SG - On the Future of Livestock Farming

The production of cultured, meat, milk and cheese in biotechnological ways looks like a direct threat for traditional livestock farmers. But can it also be an opportunity?

Organisator Studium Generale

di 15 maart 2022 20:00

Locatie Impulse, gebouwnummer 115

About On the Future of Livestock Farming

Will the production of cultured meat, milk and cheese open up new ways ahead for livestock farmers? Prof. dr. Cor van der Weele presents her research into this question, while Ira van Eelen will tell about her efforts to realise a first pilot farm. They will also pay attention to objections and to stumbling blocks on this road. The more general question that emerges is: what forms could or should livestock farming take in the future?

About series ‘Cultured Meat, Milk and Cheese – A Revolution Underway?’

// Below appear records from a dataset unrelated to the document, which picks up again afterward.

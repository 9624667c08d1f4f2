//! Error types.
//!
//! Graph operations never fail for shape reasons. The errors here cover the
//! few misuse cases that can be reported instead of silently tolerated.

use thiserror::Error;

use crate::graph::NodeId;

/// Errors emitted by the reactive runtime.
#[derive(Debug, Clone, PartialEq, Eq, Error)]
pub enum Error {
    /// A computed read itself, directly or through other computeds, while it
    /// was recomputing.
    #[error("cycle detected: computed {0} was read while recomputing")]
    Cycle(NodeId),

    /// A watch source that can never trigger was passed to `try_watch`.
    #[error("invalid watch source: {0}")]
    InvalidSource(&'static str),

    /// One flush notified more effects than the runtime allows. Almost always
    /// an effect that writes a signal it also reads.
    #[error("effect flush exceeded {limit} notifications")]
    FlushLimitExceeded { limit: usize },
}

/// Result alias used across the crate.
pub type Result<T, E = Error> = std::result::Result<T, E>;

#[cfg(test)]
mod tests {
    use super::*;

    #[test]
    fn messages_name_the_offender() {
        assert_eq!(
            Error::Cycle(NodeId::new(3)).to_string(),
            "cycle detected: computed #3 was read while recomputing"
        );
        assert_eq!(
            Error::InvalidSource("plain value").to_string(),
            "invalid watch source: plain value"
        );
        assert_eq!(
            Error::FlushLimitExceeded { limit: 10 }.to_string(),
            "effect flush exceeded 10 notifications"
        );
    }
}
//! Graph Snapshots
//!
//! A point-in-time, owned copy of the graph's shape for debugging and tests.
//! Snapshots serialize with serde, so they can be dumped as JSON.

use serde::Serialize;

use super::node::{Flags, NodeId, NodeKind};
use super::Graph;

/// One node in a [`GraphSnapshot`].
#[derive(Debug, Clone, PartialEq, Serialize)]
pub struct NodeSnapshot {
    pub id: NodeId,
    pub kind: NodeKind,
    pub flags: Flags,
    /// Nodes this one read during its last run, in read order.
    pub dependencies: Vec<NodeId>,
    /// Nodes currently reading this one, in subscription order.
    pub subscribers: Vec<NodeId>,
}

/// The whole graph of one runtime.
#[derive(Debug, Clone, PartialEq, Serialize)]
pub struct GraphSnapshot {
    pub nodes: Vec<NodeSnapshot>,
    pub link_count: usize,
    /// Effects queued but not yet notified.
    pub queued: Vec<NodeId>,
}

impl GraphSnapshot {
    /// Look up a node by id.
    pub fn node(&self, id: NodeId) -> Option<&NodeSnapshot> {
        self.nodes.iter().find(|node| node.id == id)
    }

    /// Serialize to pretty JSON.
    pub fn to_json(&self) -> serde_json::Result<String> {
        serde_json::to_string_pretty(self)
    }
}

impl Graph {
    pub(crate) fn snapshot(&self) -> GraphSnapshot {
        let nodes = self
            .nodes
            .iter()
            .map(|(index, node)| {
                let id = NodeId::new(index);
                NodeSnapshot {
                    id,
                    kind: node.kind,
                    flags: node.flags,
                    dependencies: self.dependencies(id),
                    subscribers: self.subscribers(id),
                }
            })
            .collect();

        GraphSnapshot {
            nodes,
            link_count: self.link_count(),
            queued: self.queue.iter().collect(),
        }
    }
}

Meat, grown in a bioreactor. Real cheese and milk, lab-grown using yeast to produce proteins. Is there a revolution underway which will make livestock farming redundant?

About Cor van der Weele

Cor van der Weele
Cor van der Weele

Emeritus professor Cor van der Weele - with a background in biology and philosophy - was special professor of humanistic philosophy at Wageningen University. She has been studying changing appreciations of meat and cultured meat for the last twelve years in order to understand processes of change during the protein transition. In her most recent project she wondered if and how cultured meat might be an opportunity for farmers.

About Ira van Eelen

Ira van Eelen
Ira van Eelen

Ira van Eelen is proud to be able to work on two passions. Cultured meat as legacy from her father and preventive oral healthcare as gift to her son. Ira’s father, Willem van Eelen, was one of pioneers of the creation and production of cultured meat.
Ira is the chairperson of the ‘Invitromeat Foundation’ founded by her father in 2002, member of food company JUST’s advisory board, Senior consultant of Cellular Agricultural Society CAS, Co-founder of Kind Earth Tech Food Europe, and writer of the foreword to the Dutch, French and German translation of Paul Shapiro’s book “Clean Meat”.